YOUR GUIDE TO THE TWIN CITIES

Mark Lindgren apologized to the family of Dorothy Hanson, but says he didn't know he struck her.
Bud Hanson's doctors were confident he could return home from the Bloomington nursing home where he was receiving kidney dialysis in the fall of 2010.
But his health quickly went south when he received word that his wife, Dorothy, had been killed by a hit-and-run driver just moments after she brought him a homemade spaghetti dinner to Martin Luther Care Center. He died nine days later. Both were 85.
Before he was ordered to spend three months in the workhouse Friday, driver Mark Wayne Lindgren, 55, of Bloomington acknowledged for the first time what he did to both lives: He turned to the Hanson family and apologized.
"This has changed me quite a bit in the way I treat people," he said at his sentencing. "We all have people in our lives like the Hansons. I think about the accident every day."
After a stipulated-facts trial in which Lindgren was convicted of felony hit-and-run resulting in the death of Dorothy Hanson, District Judge Daniel Mabley sentenced him to three months in the Hennepin County workhouse and three years' probation.
If he successfully completes probation, the conviction will be reduced to a misdemeanor. He must also pay a $1,666 fine and restitution to Hanson family members, who expressed disappointment in the punishment.
Mabley acknowledged that disappointment in court, but said that the death appeared to have been an accident.
Lindgren was charged with striking Hanson the evening of Oct. 21, 2010, as she walked the few blocks from the care center to her home on 10th Avenue S. It was dark when she tried to cross Old Shakopee Road at an intersection about 30 yards from a marked crosswalk controlled by traffic lights.

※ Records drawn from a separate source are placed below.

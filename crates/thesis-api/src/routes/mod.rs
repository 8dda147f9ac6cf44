//! Route definitions
//!
//! All API routes organized by domain and mounted under /api/v1.

use axum::{
    routing::{delete, get, patch, post, put},
    Router,
};

use crate::handlers::{
    admins, approvals, auth, defenses, faculty, health, news, reports, students, theses,
};
use crate::state::AppState;

/// Create the main API router with all routes
pub fn create_router() -> Router<AppState> {
    Router::new()
        .route("/health", get(health::health_check))
        .nest("/api/v1", api_v1_routes())
}

/// API v1 routes
fn api_v1_routes() -> Router<AppState> {
    Router::new()
        .merge(auth_routes())
        .merge(me_routes())
        .merge(account_routes())
        .merge(thesis_routes())
        .merge(defense_routes())
        .merge(news_routes())
        .merge(report_routes())
}

/// Authentication routes
fn auth_routes() -> Router<AppState> {
    Router::new().route("/auth/login", post(auth::login))
}

/// Routes scoped to the calling account
fn me_routes() -> Router<AppState> {
    Router::new()
        // Student self-service
        .route("/me/thesis", get(theses::my_thesis))
        .route("/me/thesis/payment-proof", post(theses::upload_payment_proof))
        .route("/me/eligibility", get(theses::my_eligibility))
        .route("/me/approvals", get(approvals::my_approvals))
        .route("/me/defense", post(defenses::register_defense))
        .route("/me/defense", get(defenses::my_defense))
        // Faculty self-service
        .route("/me/advisees", get(theses::my_advisees))
        .route("/me/defenses", get(defenses::my_examined_defenses))
}

/// Account management routes (admin)
fn account_routes() -> Router<AppState> {
    Router::new()
        // Students
        .route("/students", post(students::create_students))
        .route("/students", get(students::list_students))
        .route("/students/:student_id", get(students::get_student))
        .route("/students/:student_id", patch(students::update_student))
        .route("/students/:student_id", delete(students::delete_student))
        .route(
            "/students/:student_id/force",
            delete(students::force_delete_student),
        )
        .route(
            "/students/:student_id/approvals",
            get(approvals::student_approvals),
        )
        // Faculty
        .route("/faculty", post(faculty::create_faculty))
        .route("/faculty", get(faculty::list_faculty))
        .route("/faculty/:faculty_id", get(faculty::get_faculty))
        .route("/faculty/:faculty_id", patch(faculty::update_faculty))
        .route("/faculty/:faculty_id", delete(faculty::delete_faculty))
        // Administrators
        .route("/admins", post(admins::create_admin))
        .route("/admins", get(admins::list_admins))
        .route("/admins/:admin_id", get(admins::get_admin))
        .route("/admins/:admin_id", patch(admins::update_admin))
        .route("/admins/:admin_id", delete(admins::delete_admin))
        .route("/admins/:admin_id/force", delete(admins::force_delete_admin))
}

/// Thesis management routes (admin, plus the advisor approval endpoint)
fn thesis_routes() -> Router<AppState> {
    Router::new()
        .route("/theses", get(theses::list_theses))
        .route("/theses/:thesis_id", get(theses::get_thesis))
        .route("/theses/:thesis_id", patch(theses::update_thesis))
        .route("/theses/:thesis_id", delete(theses::delete_thesis))
        .route(
            "/theses/:thesis_id/payment-proof",
            get(theses::download_payment_proof),
        )
        .route("/approvals", post(approvals::record_approval))
}

/// Defense management routes
fn defense_routes() -> Router<AppState> {
    Router::new()
        .route("/defenses", get(defenses::list_defenses))
        .route("/defenses/:defense_id", get(defenses::get_defense))
        .route("/defenses/:defense_id", patch(defenses::update_defense))
        .route("/defenses/:defense_id", delete(defenses::delete_defense))
        .route(
            "/defenses/:defense_id/note",
            put(defenses::submit_examiner_note),
        )
}

/// News routes (public reads, admin writes)
fn news_routes() -> Router<AppState> {
    Router::new()
        .route("/news", get(news::list_news))
        .route("/news", post(news::create_news))
        .route("/news/:news_id", get(news::get_news))
        .route("/news/:news_id", patch(news::update_news))
        .route("/news/:news_id", delete(news::delete_news))
}

/// Report download routes (admin)
fn report_routes() -> Router<AppState> {
    Router::new()
        .route("/reports/students", get(reports::students_report))
        .route("/reports/faculty", get(reports::faculty_report))
        .route("/reports/theses", get(reports::theses_report))
        .route("/reports/defenses", get(reports::defenses_report))
}
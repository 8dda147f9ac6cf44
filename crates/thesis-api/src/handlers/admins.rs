//! Administrator account handlers

use axum::{
    extract::{Path, State},
    Json,
};
use uuid::Uuid;

use thesis_service::{
    AccountService, AdminResponse, ApiResponse, CreateAdminRequest, PaginatedResponse,
    UpdateAdminRequest,
};

use crate::extractors::{AdminUser, PageParams, ValidatedJson};
use crate::response::{ApiResult, Created, NoContent};
use crate::state::AppState;

/// Create an administrator account
///
/// POST /admins
pub async fn create_admin(
    State(state): State<AppState>,
    _admin: AdminUser,
    ValidatedJson(request): ValidatedJson<CreateAdminRequest>,
) -> ApiResult<Created<Json<ApiResponse<AdminResponse>>>> {
    let service = AccountService::new(state.service_context());
    let response = service.create_admin(request).await?;
    Ok(Created(Json(ApiResponse::new(
        "Administrator created",
        response,
    ))))
}

/// List administrators
///
/// GET /admins
pub async fn list_admins(
    State(state): State<AppState>,
    _admin: AdminUser,
    params: PageParams,
) -> ApiResult<Json<PaginatedResponse<AdminResponse>>> {
    let service = AccountService::new(state.service_context());
    let (admins, total) = service
        .list_admins(params.page, params.limit, params.search)
        .await?;
    Ok(Json(PaginatedResponse::new(
        "Administrators retrieved",
        admins,
        total,
        params.page,
        params.limit,
    )))
}

/// Get an administrator by ID
///
/// GET /admins/{admin_id}
pub async fn get_admin(
    State(state): State<AppState>,
    _admin: AdminUser,
    Path(admin_id): Path<Uuid>,
) -> ApiResult<Json<ApiResponse<AdminResponse>>> {
    let service = AccountService::new(state.service_context());
    let response = service.get_admin(admin_id).await?;
    Ok(Json(ApiResponse::new("Administrator retrieved", response)))
}

/// Update an administrator
///
/// PATCH /admins/{admin_id}
pub async fn update_admin(
    State(state): State<AppState>,
    _admin: AdminUser,
    Path(admin_id): Path<Uuid>,
    ValidatedJson(request): ValidatedJson<UpdateAdminRequest>,
) -> ApiResult<Json<ApiResponse<AdminResponse>>> {
    let service = AccountService::new(state.service_context());
    let response = service.update_admin(admin_id, request).await?;
    Ok(Json(ApiResponse::new("Administrator updated", response)))
}

/// Soft delete an administrator
///
/// DELETE /admins/{admin_id}
pub async fn delete_admin(
    State(state): State<AppState>,
    _admin: AdminUser,
    Path(admin_id): Path<Uuid>,
) -> ApiResult<NoContent> {
    let service = AccountService::new(state.service_context());
    service.delete_admin(admin_id).await?;
    Ok(NoContent)
}

/// Permanently delete an administrator
///
/// DELETE /admins/{admin_id}/force
pub async fn force_delete_admin(
    State(state): State<AppState>,
    _admin: AdminUser,
    Path(admin_id): Path<Uuid>,
) -> ApiResult<NoContent> {
    let service = AccountService::new(state.service_context());
    service.force_delete_admin(admin_id).await?;
    Ok(NoContent)
}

The next day Lindgren contacted an attorney, who eventually directed police to his pickup, which was missing a driver's side headlight and was damaged on the front driver's side fender.
Lindgren claims he did not know he struck Hanson, but assumed he was responsible after he saw the news reports of her death. A search of his apartment revealed a document written on a computer that said he got home and noticed the damage and "assumed it was a deer or bird."
He eventually turned himself in. He claimed that he had one or two drinks that night before going home. Lindgren has one prior drunken-driving conviction and has been ticketed for other driving violations.
At sentencing, Lindgren's lawyer, John Tackett, maintained that the accident, although tragic, was just that. He said alcohol did not play a role in the crash.
"He's a good man. He's remorseful," Tackett said. "He hates every day this happened to him and the Hanson family, but there's nothing he can do to take that back."
Lindgren will report to the workhouse next week.
Afterward, a Hanson niece, Neva Hanson of Eagan, and close family friend Mike Soukup of Hudson, Wis., stood outside the courtroom.
Soukup called the sentence "a sad reflection on our society and, basically, how we value human life."